- What you should do -
Every line of the entries that holds the word "problems" is to be copied.

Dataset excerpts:
··········
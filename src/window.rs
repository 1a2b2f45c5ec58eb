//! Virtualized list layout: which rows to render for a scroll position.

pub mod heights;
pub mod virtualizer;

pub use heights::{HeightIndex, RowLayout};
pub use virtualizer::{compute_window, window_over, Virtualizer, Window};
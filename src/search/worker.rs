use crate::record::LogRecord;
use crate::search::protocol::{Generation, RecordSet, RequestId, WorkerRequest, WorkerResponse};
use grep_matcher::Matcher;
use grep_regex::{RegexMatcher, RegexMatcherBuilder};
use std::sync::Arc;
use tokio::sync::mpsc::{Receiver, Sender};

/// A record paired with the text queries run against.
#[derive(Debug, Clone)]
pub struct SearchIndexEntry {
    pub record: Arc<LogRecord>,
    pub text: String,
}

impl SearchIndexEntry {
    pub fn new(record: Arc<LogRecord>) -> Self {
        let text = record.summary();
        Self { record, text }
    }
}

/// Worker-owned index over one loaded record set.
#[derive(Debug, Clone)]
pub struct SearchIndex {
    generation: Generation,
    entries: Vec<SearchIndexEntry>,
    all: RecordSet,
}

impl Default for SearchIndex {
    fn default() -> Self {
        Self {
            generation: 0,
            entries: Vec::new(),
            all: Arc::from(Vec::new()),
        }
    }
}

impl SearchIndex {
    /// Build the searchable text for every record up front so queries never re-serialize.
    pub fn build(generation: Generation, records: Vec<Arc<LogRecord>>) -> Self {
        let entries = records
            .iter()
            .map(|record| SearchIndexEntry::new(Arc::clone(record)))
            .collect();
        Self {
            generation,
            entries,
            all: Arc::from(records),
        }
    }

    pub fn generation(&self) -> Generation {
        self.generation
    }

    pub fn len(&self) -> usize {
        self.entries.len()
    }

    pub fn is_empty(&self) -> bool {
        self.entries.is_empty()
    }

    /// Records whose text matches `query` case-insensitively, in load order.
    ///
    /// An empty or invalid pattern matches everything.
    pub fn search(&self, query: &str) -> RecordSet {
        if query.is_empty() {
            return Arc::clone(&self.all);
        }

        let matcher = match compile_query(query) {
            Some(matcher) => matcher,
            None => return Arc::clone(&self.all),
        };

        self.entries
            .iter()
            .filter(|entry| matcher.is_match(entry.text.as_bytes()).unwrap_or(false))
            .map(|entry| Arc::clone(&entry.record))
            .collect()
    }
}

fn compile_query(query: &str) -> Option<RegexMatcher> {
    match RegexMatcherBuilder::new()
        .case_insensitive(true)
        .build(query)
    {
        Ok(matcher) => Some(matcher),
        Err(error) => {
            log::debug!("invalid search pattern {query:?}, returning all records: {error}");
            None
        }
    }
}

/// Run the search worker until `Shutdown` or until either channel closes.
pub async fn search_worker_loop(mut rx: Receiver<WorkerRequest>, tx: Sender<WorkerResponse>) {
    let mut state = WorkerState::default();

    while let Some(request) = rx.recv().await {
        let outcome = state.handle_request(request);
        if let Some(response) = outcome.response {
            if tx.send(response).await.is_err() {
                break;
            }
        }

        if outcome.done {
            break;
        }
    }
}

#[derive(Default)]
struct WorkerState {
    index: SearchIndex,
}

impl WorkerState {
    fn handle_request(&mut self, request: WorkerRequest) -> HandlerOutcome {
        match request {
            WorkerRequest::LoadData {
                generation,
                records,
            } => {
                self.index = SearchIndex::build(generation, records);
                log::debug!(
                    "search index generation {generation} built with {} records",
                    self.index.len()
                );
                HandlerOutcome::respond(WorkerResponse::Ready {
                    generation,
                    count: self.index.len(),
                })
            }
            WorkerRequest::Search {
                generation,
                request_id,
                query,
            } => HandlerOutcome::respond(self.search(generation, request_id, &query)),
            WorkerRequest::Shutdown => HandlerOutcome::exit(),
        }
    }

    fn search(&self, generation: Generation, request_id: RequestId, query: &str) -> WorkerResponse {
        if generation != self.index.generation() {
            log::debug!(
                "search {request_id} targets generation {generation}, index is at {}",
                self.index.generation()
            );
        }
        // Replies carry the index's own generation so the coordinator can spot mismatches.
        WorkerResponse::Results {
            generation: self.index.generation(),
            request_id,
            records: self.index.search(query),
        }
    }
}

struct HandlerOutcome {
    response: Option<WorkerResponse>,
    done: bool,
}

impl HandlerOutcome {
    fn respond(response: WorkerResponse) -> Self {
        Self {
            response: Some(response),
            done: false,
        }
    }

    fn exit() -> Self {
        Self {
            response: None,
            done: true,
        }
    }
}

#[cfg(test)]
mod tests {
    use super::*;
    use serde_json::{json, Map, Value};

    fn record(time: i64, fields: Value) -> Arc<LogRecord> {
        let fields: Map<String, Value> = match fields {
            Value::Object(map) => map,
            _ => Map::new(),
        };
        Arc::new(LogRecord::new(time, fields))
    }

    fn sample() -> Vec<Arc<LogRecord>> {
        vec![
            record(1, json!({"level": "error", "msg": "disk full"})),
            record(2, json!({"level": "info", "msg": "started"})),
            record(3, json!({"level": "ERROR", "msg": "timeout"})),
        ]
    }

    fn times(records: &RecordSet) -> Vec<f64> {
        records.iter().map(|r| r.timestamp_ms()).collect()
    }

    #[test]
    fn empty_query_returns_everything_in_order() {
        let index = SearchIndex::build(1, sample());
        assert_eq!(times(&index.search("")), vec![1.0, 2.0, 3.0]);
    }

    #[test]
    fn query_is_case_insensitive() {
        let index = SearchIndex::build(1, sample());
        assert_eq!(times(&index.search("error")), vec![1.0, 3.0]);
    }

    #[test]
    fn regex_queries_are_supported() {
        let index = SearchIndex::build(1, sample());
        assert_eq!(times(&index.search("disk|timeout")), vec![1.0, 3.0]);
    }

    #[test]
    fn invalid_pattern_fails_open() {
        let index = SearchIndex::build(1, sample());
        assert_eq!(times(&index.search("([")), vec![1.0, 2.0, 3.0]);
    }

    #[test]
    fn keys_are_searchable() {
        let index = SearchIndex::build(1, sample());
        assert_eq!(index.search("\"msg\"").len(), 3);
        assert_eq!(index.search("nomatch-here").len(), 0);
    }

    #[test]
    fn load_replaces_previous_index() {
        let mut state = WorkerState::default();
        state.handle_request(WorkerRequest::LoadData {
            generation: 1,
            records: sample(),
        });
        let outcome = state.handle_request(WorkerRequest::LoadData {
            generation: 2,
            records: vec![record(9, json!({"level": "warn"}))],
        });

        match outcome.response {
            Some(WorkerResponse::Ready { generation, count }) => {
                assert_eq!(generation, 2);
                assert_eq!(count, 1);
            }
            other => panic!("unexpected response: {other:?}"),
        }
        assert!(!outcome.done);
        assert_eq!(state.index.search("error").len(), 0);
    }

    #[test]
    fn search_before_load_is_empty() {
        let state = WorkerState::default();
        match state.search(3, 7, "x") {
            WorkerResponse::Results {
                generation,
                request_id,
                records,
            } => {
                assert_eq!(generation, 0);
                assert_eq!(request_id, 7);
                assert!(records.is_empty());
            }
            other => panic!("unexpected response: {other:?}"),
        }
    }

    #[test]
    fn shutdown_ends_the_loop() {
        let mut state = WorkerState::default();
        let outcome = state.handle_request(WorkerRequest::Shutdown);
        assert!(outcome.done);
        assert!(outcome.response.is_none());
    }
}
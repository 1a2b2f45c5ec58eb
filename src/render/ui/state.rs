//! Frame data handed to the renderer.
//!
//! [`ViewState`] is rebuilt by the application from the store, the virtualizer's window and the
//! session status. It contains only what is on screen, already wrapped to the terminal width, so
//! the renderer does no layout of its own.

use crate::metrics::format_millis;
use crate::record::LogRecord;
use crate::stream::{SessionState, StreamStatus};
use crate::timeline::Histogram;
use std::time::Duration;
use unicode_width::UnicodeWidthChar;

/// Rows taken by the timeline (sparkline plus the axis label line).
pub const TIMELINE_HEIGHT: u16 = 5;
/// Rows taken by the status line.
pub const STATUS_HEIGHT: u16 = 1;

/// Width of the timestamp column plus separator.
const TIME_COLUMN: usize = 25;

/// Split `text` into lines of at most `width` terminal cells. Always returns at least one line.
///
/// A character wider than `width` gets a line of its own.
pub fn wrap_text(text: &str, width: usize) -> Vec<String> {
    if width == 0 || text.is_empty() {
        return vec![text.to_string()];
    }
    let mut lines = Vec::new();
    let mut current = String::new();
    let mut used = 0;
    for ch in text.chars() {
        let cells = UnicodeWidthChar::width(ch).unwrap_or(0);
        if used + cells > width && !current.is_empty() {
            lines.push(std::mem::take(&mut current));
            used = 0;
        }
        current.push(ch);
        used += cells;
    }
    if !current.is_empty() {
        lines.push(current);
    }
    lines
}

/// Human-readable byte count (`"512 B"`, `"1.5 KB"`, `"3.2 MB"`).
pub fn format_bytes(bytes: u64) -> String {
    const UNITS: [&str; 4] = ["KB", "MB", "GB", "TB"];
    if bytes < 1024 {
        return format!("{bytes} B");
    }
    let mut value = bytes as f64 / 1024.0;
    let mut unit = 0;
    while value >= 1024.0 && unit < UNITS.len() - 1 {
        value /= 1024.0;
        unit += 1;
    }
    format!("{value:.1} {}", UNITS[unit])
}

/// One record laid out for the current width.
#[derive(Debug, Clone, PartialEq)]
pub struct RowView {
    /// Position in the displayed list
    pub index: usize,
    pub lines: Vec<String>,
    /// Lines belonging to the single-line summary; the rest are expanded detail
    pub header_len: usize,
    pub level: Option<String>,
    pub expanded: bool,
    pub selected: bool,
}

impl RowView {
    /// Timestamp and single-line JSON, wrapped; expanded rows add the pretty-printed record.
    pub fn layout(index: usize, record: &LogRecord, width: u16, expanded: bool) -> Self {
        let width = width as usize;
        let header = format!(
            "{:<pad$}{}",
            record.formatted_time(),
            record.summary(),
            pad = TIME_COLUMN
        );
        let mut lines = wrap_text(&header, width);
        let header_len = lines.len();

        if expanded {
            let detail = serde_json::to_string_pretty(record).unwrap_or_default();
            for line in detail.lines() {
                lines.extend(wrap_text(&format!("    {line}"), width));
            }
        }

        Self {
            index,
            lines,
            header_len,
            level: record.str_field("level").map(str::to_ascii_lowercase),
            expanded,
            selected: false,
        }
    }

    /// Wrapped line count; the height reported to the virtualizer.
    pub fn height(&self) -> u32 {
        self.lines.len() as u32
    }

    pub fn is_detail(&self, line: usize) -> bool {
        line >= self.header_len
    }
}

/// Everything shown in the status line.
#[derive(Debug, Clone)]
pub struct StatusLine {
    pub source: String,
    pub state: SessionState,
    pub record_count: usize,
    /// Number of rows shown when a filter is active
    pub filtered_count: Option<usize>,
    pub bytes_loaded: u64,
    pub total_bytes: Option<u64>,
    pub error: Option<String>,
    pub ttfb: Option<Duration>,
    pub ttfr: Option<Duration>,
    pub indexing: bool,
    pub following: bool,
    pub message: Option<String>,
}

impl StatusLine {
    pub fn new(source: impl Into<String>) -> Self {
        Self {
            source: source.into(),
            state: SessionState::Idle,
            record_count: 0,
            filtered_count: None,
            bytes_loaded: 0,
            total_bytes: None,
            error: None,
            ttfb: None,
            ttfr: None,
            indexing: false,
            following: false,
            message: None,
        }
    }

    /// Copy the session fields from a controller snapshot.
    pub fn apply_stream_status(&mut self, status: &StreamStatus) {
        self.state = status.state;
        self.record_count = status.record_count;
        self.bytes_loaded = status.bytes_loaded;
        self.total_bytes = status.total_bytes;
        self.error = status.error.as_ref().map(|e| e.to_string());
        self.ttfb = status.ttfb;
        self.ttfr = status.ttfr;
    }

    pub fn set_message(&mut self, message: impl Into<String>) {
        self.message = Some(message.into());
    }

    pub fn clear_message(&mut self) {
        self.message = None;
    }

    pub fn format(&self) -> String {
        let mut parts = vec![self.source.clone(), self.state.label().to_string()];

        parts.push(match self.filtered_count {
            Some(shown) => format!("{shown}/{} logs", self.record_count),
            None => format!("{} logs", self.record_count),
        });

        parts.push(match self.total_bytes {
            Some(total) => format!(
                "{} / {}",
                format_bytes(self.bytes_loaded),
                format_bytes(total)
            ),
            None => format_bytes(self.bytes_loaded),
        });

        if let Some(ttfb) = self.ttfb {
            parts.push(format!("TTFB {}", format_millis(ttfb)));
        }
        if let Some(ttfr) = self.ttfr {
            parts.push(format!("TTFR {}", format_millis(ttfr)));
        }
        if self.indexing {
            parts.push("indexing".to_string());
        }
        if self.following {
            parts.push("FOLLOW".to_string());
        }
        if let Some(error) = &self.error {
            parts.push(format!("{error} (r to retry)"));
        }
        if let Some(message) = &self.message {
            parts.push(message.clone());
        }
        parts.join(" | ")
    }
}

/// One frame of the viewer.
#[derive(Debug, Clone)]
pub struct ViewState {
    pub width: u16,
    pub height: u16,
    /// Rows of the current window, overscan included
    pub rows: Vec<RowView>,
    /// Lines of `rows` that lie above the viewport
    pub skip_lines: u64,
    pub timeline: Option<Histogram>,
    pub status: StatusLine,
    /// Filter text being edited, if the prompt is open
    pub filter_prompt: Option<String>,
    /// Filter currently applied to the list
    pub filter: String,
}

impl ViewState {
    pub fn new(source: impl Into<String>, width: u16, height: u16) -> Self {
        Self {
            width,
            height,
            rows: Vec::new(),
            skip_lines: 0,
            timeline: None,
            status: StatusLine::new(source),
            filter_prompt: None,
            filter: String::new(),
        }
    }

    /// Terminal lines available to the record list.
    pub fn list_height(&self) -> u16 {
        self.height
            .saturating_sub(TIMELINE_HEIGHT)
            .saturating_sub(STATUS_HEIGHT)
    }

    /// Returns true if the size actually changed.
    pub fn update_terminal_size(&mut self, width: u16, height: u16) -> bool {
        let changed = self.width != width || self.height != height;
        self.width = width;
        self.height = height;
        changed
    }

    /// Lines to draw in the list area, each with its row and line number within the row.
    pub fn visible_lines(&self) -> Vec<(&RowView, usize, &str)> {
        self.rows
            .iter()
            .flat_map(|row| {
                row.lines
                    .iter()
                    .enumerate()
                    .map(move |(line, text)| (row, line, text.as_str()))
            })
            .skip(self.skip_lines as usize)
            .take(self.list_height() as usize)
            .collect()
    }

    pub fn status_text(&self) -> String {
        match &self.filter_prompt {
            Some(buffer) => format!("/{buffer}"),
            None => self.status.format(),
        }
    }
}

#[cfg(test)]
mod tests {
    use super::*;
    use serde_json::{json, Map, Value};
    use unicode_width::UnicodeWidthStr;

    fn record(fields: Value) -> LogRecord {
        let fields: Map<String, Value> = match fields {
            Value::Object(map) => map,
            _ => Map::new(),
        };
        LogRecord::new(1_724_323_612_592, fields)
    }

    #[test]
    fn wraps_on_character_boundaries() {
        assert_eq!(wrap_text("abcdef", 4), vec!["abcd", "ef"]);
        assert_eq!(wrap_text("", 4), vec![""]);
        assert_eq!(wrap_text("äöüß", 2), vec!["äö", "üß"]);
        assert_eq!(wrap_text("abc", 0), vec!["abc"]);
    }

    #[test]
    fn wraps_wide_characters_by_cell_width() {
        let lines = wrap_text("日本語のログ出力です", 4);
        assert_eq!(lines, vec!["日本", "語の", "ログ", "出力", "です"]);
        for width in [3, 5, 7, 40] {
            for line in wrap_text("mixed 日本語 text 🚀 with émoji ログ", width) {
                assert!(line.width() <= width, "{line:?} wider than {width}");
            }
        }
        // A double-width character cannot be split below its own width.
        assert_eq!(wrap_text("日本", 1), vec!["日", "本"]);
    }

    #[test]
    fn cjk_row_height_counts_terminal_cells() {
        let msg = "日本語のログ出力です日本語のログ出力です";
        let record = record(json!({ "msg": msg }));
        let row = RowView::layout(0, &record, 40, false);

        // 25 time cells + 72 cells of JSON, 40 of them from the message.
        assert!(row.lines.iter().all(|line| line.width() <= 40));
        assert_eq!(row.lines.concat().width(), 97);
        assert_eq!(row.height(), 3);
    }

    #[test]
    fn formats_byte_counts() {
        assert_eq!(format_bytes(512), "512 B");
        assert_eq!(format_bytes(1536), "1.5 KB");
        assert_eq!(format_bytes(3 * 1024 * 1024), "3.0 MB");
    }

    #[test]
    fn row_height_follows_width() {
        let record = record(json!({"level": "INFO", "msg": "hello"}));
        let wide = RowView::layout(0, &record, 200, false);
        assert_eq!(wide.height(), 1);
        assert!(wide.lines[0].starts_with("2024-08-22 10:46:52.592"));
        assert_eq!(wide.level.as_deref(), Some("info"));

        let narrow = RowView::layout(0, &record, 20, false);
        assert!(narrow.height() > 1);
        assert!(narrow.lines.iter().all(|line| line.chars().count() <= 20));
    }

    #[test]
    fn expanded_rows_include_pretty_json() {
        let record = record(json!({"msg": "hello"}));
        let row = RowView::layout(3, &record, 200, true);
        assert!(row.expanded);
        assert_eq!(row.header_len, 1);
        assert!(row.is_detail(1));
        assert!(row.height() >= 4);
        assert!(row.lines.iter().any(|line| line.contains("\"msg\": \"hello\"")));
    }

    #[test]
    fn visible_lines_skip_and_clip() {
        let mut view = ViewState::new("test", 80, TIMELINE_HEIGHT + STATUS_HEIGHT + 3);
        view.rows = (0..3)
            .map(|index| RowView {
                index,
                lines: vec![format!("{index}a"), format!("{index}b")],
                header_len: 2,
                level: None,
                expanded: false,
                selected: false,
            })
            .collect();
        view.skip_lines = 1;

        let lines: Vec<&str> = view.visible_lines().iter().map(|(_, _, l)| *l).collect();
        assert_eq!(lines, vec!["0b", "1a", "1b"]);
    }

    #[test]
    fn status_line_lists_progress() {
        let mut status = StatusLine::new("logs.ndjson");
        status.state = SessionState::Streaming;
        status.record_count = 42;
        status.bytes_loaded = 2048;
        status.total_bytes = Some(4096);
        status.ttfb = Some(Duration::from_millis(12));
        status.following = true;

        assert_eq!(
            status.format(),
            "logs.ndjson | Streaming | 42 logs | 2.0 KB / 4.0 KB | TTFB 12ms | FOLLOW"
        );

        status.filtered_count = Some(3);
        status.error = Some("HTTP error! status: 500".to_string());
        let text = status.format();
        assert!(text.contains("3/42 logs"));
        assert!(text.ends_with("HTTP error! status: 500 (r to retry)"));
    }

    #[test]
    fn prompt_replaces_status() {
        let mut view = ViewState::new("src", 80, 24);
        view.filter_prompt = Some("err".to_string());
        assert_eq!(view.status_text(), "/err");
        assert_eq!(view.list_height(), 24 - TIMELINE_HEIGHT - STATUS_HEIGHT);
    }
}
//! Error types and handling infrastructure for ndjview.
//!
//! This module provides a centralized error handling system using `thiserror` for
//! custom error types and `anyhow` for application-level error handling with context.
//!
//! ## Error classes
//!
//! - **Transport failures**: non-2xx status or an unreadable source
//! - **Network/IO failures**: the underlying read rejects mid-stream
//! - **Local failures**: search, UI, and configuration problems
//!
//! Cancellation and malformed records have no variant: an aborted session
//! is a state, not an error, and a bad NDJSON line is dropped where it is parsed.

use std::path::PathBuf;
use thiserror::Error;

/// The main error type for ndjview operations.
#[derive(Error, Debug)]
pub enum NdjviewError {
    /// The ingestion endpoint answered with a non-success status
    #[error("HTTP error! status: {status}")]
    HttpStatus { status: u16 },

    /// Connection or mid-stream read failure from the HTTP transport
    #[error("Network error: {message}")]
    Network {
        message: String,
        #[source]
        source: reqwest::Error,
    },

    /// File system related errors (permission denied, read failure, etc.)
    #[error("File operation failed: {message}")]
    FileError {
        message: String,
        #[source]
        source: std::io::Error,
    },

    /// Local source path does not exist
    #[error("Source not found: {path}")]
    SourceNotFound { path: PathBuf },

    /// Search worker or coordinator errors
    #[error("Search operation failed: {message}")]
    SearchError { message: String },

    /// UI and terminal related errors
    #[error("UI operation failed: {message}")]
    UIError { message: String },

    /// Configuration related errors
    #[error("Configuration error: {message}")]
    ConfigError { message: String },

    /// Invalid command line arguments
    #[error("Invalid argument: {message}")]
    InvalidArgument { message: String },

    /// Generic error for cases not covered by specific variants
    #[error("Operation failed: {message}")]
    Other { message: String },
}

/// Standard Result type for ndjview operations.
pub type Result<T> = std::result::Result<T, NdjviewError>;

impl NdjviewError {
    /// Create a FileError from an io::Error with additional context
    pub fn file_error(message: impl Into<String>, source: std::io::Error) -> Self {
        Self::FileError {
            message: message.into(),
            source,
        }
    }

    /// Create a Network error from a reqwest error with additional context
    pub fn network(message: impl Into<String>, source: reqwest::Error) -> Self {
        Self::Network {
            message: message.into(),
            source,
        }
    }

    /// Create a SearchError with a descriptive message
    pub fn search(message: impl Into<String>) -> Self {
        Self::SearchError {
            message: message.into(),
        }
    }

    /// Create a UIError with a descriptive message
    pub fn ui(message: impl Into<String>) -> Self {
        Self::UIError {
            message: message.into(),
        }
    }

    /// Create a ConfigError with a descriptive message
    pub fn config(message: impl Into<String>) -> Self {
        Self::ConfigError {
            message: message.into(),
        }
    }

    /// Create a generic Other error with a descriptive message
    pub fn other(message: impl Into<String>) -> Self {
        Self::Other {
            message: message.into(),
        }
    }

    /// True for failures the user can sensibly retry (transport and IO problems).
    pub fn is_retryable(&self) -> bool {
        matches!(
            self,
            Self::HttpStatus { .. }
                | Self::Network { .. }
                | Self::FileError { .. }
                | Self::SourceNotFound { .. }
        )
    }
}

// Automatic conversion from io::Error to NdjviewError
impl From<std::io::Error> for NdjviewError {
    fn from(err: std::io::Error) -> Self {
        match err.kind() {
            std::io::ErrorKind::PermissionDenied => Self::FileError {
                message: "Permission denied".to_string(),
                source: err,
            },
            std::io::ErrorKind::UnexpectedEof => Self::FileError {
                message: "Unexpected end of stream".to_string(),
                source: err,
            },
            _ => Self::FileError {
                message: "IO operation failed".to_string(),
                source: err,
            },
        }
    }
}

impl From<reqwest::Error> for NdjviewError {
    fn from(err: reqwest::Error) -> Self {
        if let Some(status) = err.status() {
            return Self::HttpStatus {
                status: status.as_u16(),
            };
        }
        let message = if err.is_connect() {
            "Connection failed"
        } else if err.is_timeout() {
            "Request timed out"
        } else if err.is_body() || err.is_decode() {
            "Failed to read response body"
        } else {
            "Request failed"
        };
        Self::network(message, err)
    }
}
··········
- The completed task -
//! - **Local failures**: search, UI, and configuration problems
    /// True for failures the user can sensibly retry (transport and IO problems).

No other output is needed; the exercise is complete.